I’ve previously described how to measure capabilities in internal customer value, internal customer costs, and platform costs. Here’s a v1 platform that lacks technical alignment with three teams building their own pipelines in different tech stacks. There’s some internal customer value, and low platform costs as the platform team doesn’t have to build much. But internal customer costs will skyrocket over time.

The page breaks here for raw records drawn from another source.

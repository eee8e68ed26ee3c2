use crate::environment::Environment;
use crate::primitives;
use crate::types::{Function, LangError, Value};
use std::cell::RefCell;
use std::rc::Rc;

/// Evaluates a value within the given environment.
///
/// Symbols are looked up, s-expressions are reduced, and everything else
/// (numbers, errors, q-expressions, functions) evaluates to itself. Failures
/// come back as `Value::Error`, never through a separate channel.
pub fn evaluate(env: &Rc<RefCell<Environment>>, value: Value) -> Value {
    match value {
        Value::Symbol(name) => match env.borrow().get(&name) {
            Ok(value) => value,
            Err(err) => Value::Error(err),
        },
        Value::SExpr(items) => evaluate_sexpr(env, items),
        other => other,
    }
}

fn evaluate_sexpr(env: &Rc<RefCell<Environment>>, items: Vec<Value>) -> Value {
    // Every item is reduced before any error check: a failure in one item
    // does not stop its siblings from evaluating.
    let mut items: Vec<Value> = items.into_iter().map(|item| evaluate(env, item)).collect();

    // The first error in item order wins; the rest is discarded.
    if let Some(index) = items.iter().position(|item| matches!(item, Value::Error(_))) {
        return items.swap_remove(index);
    }

    // () reduces to itself, (x) reduces to x
    if items.is_empty() {
        return Value::SExpr(items);
    }
    if items.len() == 1 {
        return items.remove(0);
    }

    let head = items.remove(0);
    match head {
        Value::Function(function) => call(env, function, items),
        other => Value::Error(LangError::NotAFunction(other.type_name())),
    }
}

/// Applies a function to an already-evaluated argument list.
///
/// Primitives receive the call-site environment and the arguments directly.
/// Lambda arguments are bound pairwise into the lambda's private scope;
/// supplying fewer arguments than formals returns a partially-applied lambda
/// that can be called again later. Once saturated, the private scope is
/// parented to the *call-site* environment and the body runs inside it.
pub fn call(env: &Rc<RefCell<Environment>>, function: Function, args: Vec<Value>) -> Value {
    match function {
        Function::Primitive(func, _) => func(env, args),
        Function::Lambda(mut lambda) => {
            if args.len() > lambda.formals.len() {
                return Value::Error(LangError::TooManyArguments {
                    formals: lambda.formals.len(),
                    supplied: args.len(),
                });
            }

            for arg in args {
                let formal = lambda.formals.remove(0);
                lambda.scope.borrow_mut().define(formal, arg);
            }

            if lambda.formals.is_empty() {
                let scope = lambda.scope.clone();
                scope.borrow_mut().set_parent(env.clone());
                // The body is a q-expression; running it goes through the
                // `eval` builtin, so an empty body reports the same error as
                // `eval {}`.
                primitives::prim_eval(&scope, vec![*lambda.body])
            } else {
                Value::Function(Function::Lambda(lambda))
            }
        }
    }
}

This pitfall occurs when these interconnected, incorrect beliefs exist in your organization:
- Command and control is the only method of alignment
- Alignment and autonomy are opposites
- Teams must be in autocracy or anarchy
- A platform team must impose strict rules, or have no rules at all
When your platform team chooses to build capabilities without technical alignment, it’s anarchy. Every team builds custom solutions, instead of leveraging shared capabilities. When a pipeline breaks, only one team can fix it. When a pipeline is enhanced, only one team benefits. When a team needs changing, people won’t want to move. When a team needs downsizing for maintenance mode, other teams won’t want to manage their services. There are no economies of scale.
For example, an American telco invited me to visit their 20 teams, who had adopted You Build It You Run It for all their digital services on Google Cloud Platform (GCP). Team boards didn’t show much progress, and there were blank looks when I asked about their platform team. It didn’t exist, so 20 teams were using GCP in 20 different ways. When we measured the teams on unplanned tech work, we learned 40-60% of team time was GCP work.
Similarly, a British retailer had 10 teams with 10 different RabbitMQ messaging solutions, until a single Pub/Sub solution was mandated for consistency. This meant 10 subtly different migrations, and there was a big dent in productivity and morale. More upfront technical alignment could have prevented all that unplanned tech work.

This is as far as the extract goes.